**EXERCISE MATERIALS**
----------------

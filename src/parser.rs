//! Series parser: walks raw quotation lines and collects per-grade records.
//!
//! Malformed input never fails the parse. Lines before the first date, lines
//! under an invalid date, noise, unknown products and unparseable prices are
//! all dropped and only counted in the [`ParseReport`].

use std::collections::BTreeMap;

use chrono::NaiveDate;
use log::debug;

use crate::classify::{price_token, LineClassifier, LineKind};
use crate::config::ParserConfig;
use crate::merge;
use crate::models::{Grade, PriceRecord, Store};
use crate::normalize::parse_price;

// ---------------------------------------------------------------------------
// ParseCursor
// ---------------------------------------------------------------------------

/// Current date context while scanning.
#[derive(Debug, Clone, Copy, Default, PartialEq, Eq)]
pub struct ParseCursor {
    current: Option<NaiveDate>,
}

impl ParseCursor {
    pub fn new() -> Self {
        Self::default()
    }

    pub fn current(&self) -> Option<NaiveDate> {
        self.current
    }

    /// Move to the date of a header line; an invalid header clears the context.
    pub fn advance(&mut self, date: Option<NaiveDate>) {
        self.current = date;
    }
}

// ---------------------------------------------------------------------------
// RawSeries: unsorted, possibly duplicated records per grade
// ---------------------------------------------------------------------------

#[derive(Debug, Clone, Default, PartialEq)]
pub struct RawSeries {
    records: BTreeMap<Grade, Vec<PriceRecord>>,
}

impl RawSeries {
    pub fn new() -> Self {
        Self::default()
    }

    pub fn push(&mut self, grade: Grade, record: PriceRecord) {
        self.records.entry(grade).or_default().push(record);
    }

    /// Records for `grade` in the order they were seen.
    pub fn records(&self, grade: Grade) -> &[PriceRecord] {
        self.records.get(&grade).map(Vec::as_slice).unwrap_or(&[])
    }

    pub fn len(&self) -> usize {
        self.records.values().map(Vec::len).sum()
    }

    pub fn is_empty(&self) -> bool {
        self.len() == 0
    }

    /// Sort and deduplicate into a canonical store.
    pub fn into_store(self) -> Store {
        merge::merge(self)
    }

    pub(crate) fn into_parts(self) -> BTreeMap<Grade, Vec<PriceRecord>> {
        self.records
    }
}

// ---------------------------------------------------------------------------
// ParseReport
// ---------------------------------------------------------------------------

/// Line accounting for one parse run.
#[derive(Debug, Clone, Copy, Default, PartialEq, Eq)]
pub struct ParseReport {
    pub lines: usize,
    pub date_headers: usize,
    pub invalid_dates: usize,
    pub records: usize,
    pub noise: usize,
    pub undated: usize,
    pub unrecognized: usize,
    pub missing_price: usize,
}

impl ParseReport {
    /// Lines that looked like content but produced nothing.
    pub fn dropped(&self) -> usize {
        self.undated + self.unrecognized + self.missing_price
    }
}

// ---------------------------------------------------------------------------
// SeriesParser
// ---------------------------------------------------------------------------

pub struct SeriesParser {
    classifier: LineClassifier,
    upper_bound: f64,
}

impl SeriesParser {
    pub fn new(config: &ParserConfig) -> Self {
        Self {
            classifier: LineClassifier::new(config),
            upper_bound: config.upper_bound,
        }
    }

    /// Scan `lines` in order and collect records per grade.
    pub fn parse_lines<I, S>(&self, lines: I) -> (RawSeries, ParseReport)
    where
        I: IntoIterator<Item = S>,
        S: AsRef<str>,
    {
        let mut cursor = ParseCursor::new();
        let mut raw = RawSeries::new();
        let mut report = ParseReport::default();

        for line in lines {
            report.lines += 1;
            if let Some((grade, record)) = self.step(&mut cursor, line.as_ref(), &mut report) {
                raw.push(grade, record);
                report.records += 1;
            }
        }

        (raw, report)
    }

    /// Parse a whole text blob.
    pub fn parse_str(&self, text: &str) -> (RawSeries, ParseReport) {
        self.parse_lines(text.lines())
    }

    /// Process one line against the cursor.
    fn step(
        &self,
        cursor: &mut ParseCursor,
        line: &str,
        report: &mut ParseReport,
    ) -> Option<(Grade, PriceRecord)> {
        let line = line.trim();
        let kind = self.classifier.classify(line);

        if let LineKind::DateHeader(date) = kind {
            report.date_headers += 1;
            if date.is_none() {
                debug!("invalid date header {:?}, clearing current date", line);
                report.invalid_dates += 1;
            }
            cursor.advance(date);
            return None;
        }

        if kind == LineKind::Blank {
            return None;
        }
        let Some(date) = cursor.current() else {
            report.undated += 1;
            return None;
        };

        let grade = match kind {
            LineKind::Noise => {
                report.noise += 1;
                return None;
            }
            LineKind::Product(grade) => grade,
            _ => {
                debug!("{}: unrecognized line {:?}", date, line);
                report.unrecognized += 1;
                return None;
            }
        };

        match price_token(line).and_then(|t| parse_price(t, self.upper_bound)) {
            Some(price) => Some((grade, PriceRecord::new(date, price))),
            None => {
                debug!("{}: no usable price for {} in {:?}", date, grade.key(), line);
                report.missing_price += 1;
                None
            }
        }
    }
}

impl Default for SeriesParser {
    fn default() -> Self {
        Self::new(&ParserConfig::default())
    }
}

/// Parse and merge in one go.
pub fn parse_to_store<I, S>(lines: I, config: &ParserConfig) -> (Store, ParseReport)
where
    I: IntoIterator<Item = S>,
    S: AsRef<str>,
{
    let (raw, report) = SeriesParser::new(config).parse_lines(lines);
    (raw.into_store(), report)
}
use std::time::Duration;

use chrono_tz::Tz;

/// Display labels of the three tracked grades, in canonical order.
pub const GRADE_LABELS: [&str; 3] = [
    "Aceite de oliva virgen extra",
    "Aceite de oliva virgen",
    "Aceite de oliva lampante",
];

/// Upper plausibility bound for prices scraped from the free-text history.
pub const HISTORICAL_UPPER_BOUND: f64 = 50.0;

/// Upper plausibility bound for prices taken from the curated daily feed.
pub const FEED_UPPER_BOUND: f64 = 20.0;

pub const FEED_TIMEOUT: Duration = Duration::from_secs(20);

pub const CURRENCY_MARKER: &str = "€";

pub const DEFAULT_RAW_FILE: &str = "historico.txt";
pub const DEFAULT_SERIES_FILE: &str = "precio-aceite-historico.json";

/// Any line containing one of these (case-insensitive) is boilerplate.
pub const NOISE_PHRASES: [&str; 2] = ["sin cierre de operaciones", "about:blank"];

/// A line containing all of these (case-insensitive) is the table header.
pub const HEADER_TERMS: [&str; 2] = ["tipo de aceite", "precio"];

/// Time zone in which "today" is evaluated for daily updates.
pub fn reference_timezone() -> Tz {
    chrono_tz::Europe::Madrid
}

// ---------------------------------------------------------------------------
// ParserConfig
// ---------------------------------------------------------------------------

/// Tunables shared by the line classifier and the numeric normalizer.
#[derive(Debug, Clone, PartialEq)]
pub struct ParserConfig {
    /// Exclusive upper bound a normalized price must stay under.
    pub upper_bound: f64,
    /// Lowercase phrases that mark a whole line as noise.
    pub noise_phrases: Vec<String>,
    /// Lowercase terms that, when all present, mark a table header line.
    pub header_terms: Vec<String>,
}

impl ParserConfig {
    /// Configuration for bulk ingestion of the historical text file.
    pub fn historical() -> Self {
        Self {
            upper_bound: HISTORICAL_UPPER_BOUND,
            noise_phrases: NOISE_PHRASES.iter().map(|s| s.to_string()).collect(),
            header_terms: HEADER_TERMS.iter().map(|s| s.to_string()).collect(),
        }
    }

    /// Configuration for values arriving through the daily feed.
    pub fn feed() -> Self {
        Self {
            upper_bound: FEED_UPPER_BOUND,
            ..Self::historical()
        }
    }

    pub fn upper_bound(mut self, bound: f64) -> Self {
        self.upper_bound = bound;
        self
    }

    pub fn noise_phrase<S: Into<String>>(mut self, phrase: S) -> Self {
        self.noise_phrases.push(phrase.into().to_lowercase());
        self
    }
}

impl Default for ParserConfig {
    fn default() -> Self {
        Self::historical()
    }
}
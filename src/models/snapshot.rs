use std::collections::HashMap;

use serde::{Deserialize, Serialize};
use serde_json::Value;

use crate::error::{PriceError, Result};
use crate::models::Grade;

// ---------------------------------------------------------------------------
// DailySnapshot: one day's prices as published by the external feed
// ---------------------------------------------------------------------------

/// `{ "fecha": "...", "precios": { "<label>": { "precio_eur_kg": n }, ... } }`
#[derive(Debug, Clone, Default, Serialize, Deserialize)]
pub struct DailySnapshot {
    /// Date as published by the feed. Informational only; updates are
    /// anchored to the caller's as-of date.
    #[serde(rename = "fecha", default)]
    pub date: String,
    #[serde(rename = "precios")]
    pub prices: HashMap<String, SnapshotPrice>,
}

#[derive(Debug, Clone, Default, Serialize, Deserialize)]
pub struct SnapshotPrice {
    /// Kept raw: feeds have been seen publishing numbers as well as
    /// localized strings.
    #[serde(rename = "precio_eur_kg", default)]
    pub price: Option<Value>,
}

impl DailySnapshot {
    pub fn new<S: Into<String>>(date: S) -> Self {
        Self {
            date: date.into(),
            prices: HashMap::new(),
        }
    }

    /// Add or replace the raw price for a grade.
    pub fn with_price<V: Into<Value>>(mut self, grade: Grade, price: V) -> Self {
        self.prices.insert(
            grade.label().to_string(),
            SnapshotPrice {
                price: Some(price.into()),
            },
        );
        self
    }

    /// Parse a snapshot document. Any structural problem is a feed error.
    pub fn from_json(text: &str) -> Result<Self> {
        serde_json::from_str(text)
            .map_err(|e| PriceError::Feed(format!("malformed daily snapshot: {}", e)))
    }

    /// Raw price published for `grade`, if any.
    pub fn raw_price(&self, grade: Grade) -> Option<&Value> {
        self.prices
            .get(grade.label())
            .and_then(|p| p.price.as_ref())
            .filter(|v| !v.is_null())
    }
}
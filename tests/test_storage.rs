//! Canonical file I/O tests: format, atomic save, validation, input detection.

mod common;

use std::fs;

use olive_prices::storage::{detect_input, load_store, read_raw_lines, save_store, validate_file};
use olive_prices::{Grade, InputKind, PriceError, Store};

#[test]
fn save_writes_pretty_utf8_in_grade_order() {
    let tmp = tempfile::tempdir().unwrap();
    let path = tmp.path().join("precio-aceite-historico.json");
    let store = common::store_with(&[
        (Grade::Lampante, &[("2025-08-26", 3.1)]),
        (Grade::VirgenExtra, &[("2025-08-26", 3.833)]),
    ]);

    save_store(&path, &store).unwrap();
    let text = fs::read_to_string(&path).unwrap();

    let extra = text.find("Aceite de oliva virgen extra").unwrap();
    let virgen = text.find("\"Aceite de oliva virgen\"").unwrap();
    let lampante = text.find("Aceite de oliva lampante").unwrap();
    assert!(extra < virgen && virgen < lampante);

    assert!(text.contains("\n  \"Aceite de oliva virgen extra\": [\n"));
    assert!(text.contains("\"fecha\": \"2025-08-26\""));
    assert!(text.contains("\"precio_eur_kg\": 3.833"));
    assert!(text.contains("\"Aceite de oliva virgen\": []"));
}

#[test]
fn save_then_load_gives_same_store() {
    let tmp = tempfile::tempdir().unwrap();
    let path = tmp.path().join("series.json");
    let store = common::store_with(&[(
        Grade::Virgen,
        &[("2025-08-26", 3.25), ("2025-08-27", 3.3)],
    )]);

    save_store(&path, &store).unwrap();
    assert_eq!(load_store(&path).unwrap(), store);
}

#[test]
fn save_leaves_no_temp_files_behind() {
    let tmp = tempfile::tempdir().unwrap();
    let path = tmp.path().join("series.json");

    save_store(&path, &Store::new()).unwrap();
    save_store(&path, &Store::new()).unwrap();

    let entries: Vec<_> = fs::read_dir(tmp.path()).unwrap().collect();
    assert_eq!(entries.len(), 1);
}

#[test]
fn missing_inputs_are_reported() {
    let tmp = tempfile::tempdir().unwrap();
    let path = tmp.path().join("historico.txt");

    assert!(matches!(read_raw_lines(&path), Err(PriceError::MissingInput(_))));
    assert!(matches!(load_store(&path), Err(PriceError::MissingInput(_))));
    assert!(matches!(detect_input(&path), Err(PriceError::MissingInput(_))));
}

#[test]
fn load_fills_missing_grades_and_rejects_unknown_ones() {
    let (path, _tmp) = common::write_temp(
        "partial.json",
        r#"{ "Aceite de oliva virgen": [ { "fecha": "2025-08-26", "precio_eur_kg": 3.25 } ] }"#,
    );
    let store = load_store(&path).unwrap();
    assert_eq!(store.get(Grade::Virgen).len(), 1);
    assert!(store.get(Grade::VirgenExtra).is_empty());
    assert!(store.get(Grade::Lampante).is_empty());

    let (path, _tmp) = common::write_temp("unknown.json", r#"{ "Aceite de orujo": [] }"#);
    assert!(matches!(load_store(&path), Err(PriceError::Json(_))));
}

#[test]
fn detect_input_tells_raw_text_from_canonical() {
    let (path, _tmp) = common::write_temp("precio-aceite-historico.json", common::SAMPLE_TEXT);
    match detect_input(&path).unwrap() {
        InputKind::RawText(lines) => assert_eq!(lines[0], "26-08-2025"),
        other => panic!("expected raw text, got {:?}", other),
    }

    let (path, _tmp) = common::write_temp("series.json", "{}");
    assert_eq!(detect_input(&path).unwrap(), InputKind::Canonical(Store::new()));
}

#[test]
fn validate_file_flags_unordered_series() {
    let (path, _tmp) = common::write_temp(
        "bad.json",
        r#"{ "Aceite de oliva lampante": [
            { "fecha": "2025-08-27", "precio_eur_kg": 3.2 },
            { "fecha": "2025-08-26", "precio_eur_kg": 3.1 }
        ] }"#,
    );
    let err = validate_file(&path).unwrap_err();
    assert!(err.is_validation_failure());
    assert!(!err.is_fetch_failure());
}

#[test]
fn validate_file_flags_raw_text() {
    let (path, _tmp) = common::write_temp("series.json", common::SAMPLE_TEXT);
    assert!(validate_file(&path).unwrap_err().is_validation_failure());
}

// ---------------------------------------------------------------------------
// invariants on load
// ---------------------------------------------------------------------------

const BROKEN_SERIES: &str = r#"{ "Aceite de oliva virgen extra": [
    { "fecha": "2025-08-27", "precio_eur_kg": 3.9 },
    { "fecha": "2025-08-26", "precio_eur_kg": 3.8 }
] }"#;

#[test]
fn load_rejects_unordered_dates_as_invalid_input() {
    let (path, _tmp) = common::write_temp("series.json", BROKEN_SERIES);

    let err = load_store(&path).unwrap_err();
    assert!(matches!(err, PriceError::InvalidStore { .. }));
    assert!(!err.is_validation_failure());
    assert_eq!(err.exit_code(), 1);
}

#[test]
fn load_rejects_duplicate_dates() {
    let (path, _tmp) = common::write_temp(
        "series.json",
        r#"{ "Aceite de oliva virgen": [
            { "fecha": "2025-08-26", "precio_eur_kg": 3.2 },
            { "fecha": "2025-08-26", "precio_eur_kg": 3.3 }
        ] }"#,
    );
    assert!(matches!(load_store(&path), Err(PriceError::InvalidStore { .. })));
}

#[test]
fn load_rejects_implausible_prices() {
    let (path, _tmp) = common::write_temp(
        "series.json",
        r#"{ "Aceite de oliva lampante": [
            { "fecha": "2025-08-26", "precio_eur_kg": -5.0 }
        ] }"#,
    );
    let err = load_store(&path).unwrap_err();
    assert!(matches!(err, PriceError::InvalidStore { .. }));
    assert!(err.to_string().contains("Aceite de oliva lampante"));
}

#[test]
fn detect_input_does_not_pass_broken_store_as_canonical() {
    let (path, _tmp) = common::write_temp("series.json", BROKEN_SERIES);
    assert!(matches!(detect_input(&path), Err(PriceError::InvalidStore { .. })));
}

#[test]
fn validate_file_flags_implausible_prices() {
    let (path, _tmp) = common::write_temp(
        "series.json",
        r#"{ "Aceite de oliva virgen": [ { "fecha": "2025-08-26", "precio_eur_kg": 75.0 } ] }"#,
    );
    assert!(validate_file(&path).unwrap_err().is_validation_failure());
}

----------------

**INSTRUCTIONS TO FOLLOW**
Find every line above that contains the word "DailySnapshot", and return each one.

**TASK OUTPUT**
// DailySnapshot: one day's prices as published by the external feed
pub struct DailySnapshot {
impl DailySnapshot {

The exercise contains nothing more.